Segment Start: Provided information

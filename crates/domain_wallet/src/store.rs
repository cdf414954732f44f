//! Wallet store port
//!
//! Balance mutations go through this port only. The settlement credit is a
//! single operation so the adapter can keep the balance increment and the
//! ledger appends in one atomic unit; the administrative debit is the one
//! sanctioned ledgerless mutation.

use async_trait::async_trait;

use core_kernel::{Money, StoreError, UserId};

use crate::ledger::LedgerEntry;

#[async_trait]
pub trait WalletStore: Send + Sync {
    /// Current wallet balance
    async fn balance(&self, user: UserId) -> Result<Money, StoreError>;

    /// Credits the balance and appends the given ledger entries as one
    /// atomic unit
    ///
    /// The balance change must be an atomic in-store increment, never a
    /// read-modify-write, so concurrent settlements for the same user
    /// serialize correctly. Either the increment and every entry land, or
    /// nothing does.
    async fn credit_with_entries(
        &self,
        user: UserId,
        total: Money,
        entries: Vec<LedgerEntry>,
    ) -> Result<(), StoreError>;

    /// Administrative debit adjustment, intentionally ledgerless
    ///
    /// Support-desk corrections mutate the balance without a ledger entry.
    /// Fails with a conflict if the balance would go negative.
    async fn admin_debit(&self, user: UserId, amount: Money) -> Result<(), StoreError>;

    /// Appends a single ledger entry without touching the balance
    /// (pending/failed/cancelled records)
    async fn append_entry(&self, entry: &LedgerEntry) -> Result<(), StoreError>;

    /// All ledger entries for a user, oldest first
    async fn entries_for(&self, user: UserId) -> Result<Vec<LedgerEntry>, StoreError>;

    /// Sum of completed deposit entries for a user
    async fn completed_deposit_total(&self, user: UserId) -> Result<Money, StoreError>;

    /// Stores a recomputed VIP tier
    async fn set_vip_tier(&self, user: UserId, tier: u32) -> Result<(), StoreError>;

    /// Current VIP tier
    async fn vip_tier(&self, user: UserId) -> Result<u32, StoreError>;

    /// Every known user id, for full recomputation passes
    async fn all_user_ids(&self) -> Result<Vec<UserId>, StoreError>;
}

Segment End: Provided information

_Work request:_
Scan the material above for the string "ledgerless" and report each line where you find it.

_Task result:_
//! sanctioned ledgerless mutation.
    /// Administrative debit adjustment, intentionally ledgerless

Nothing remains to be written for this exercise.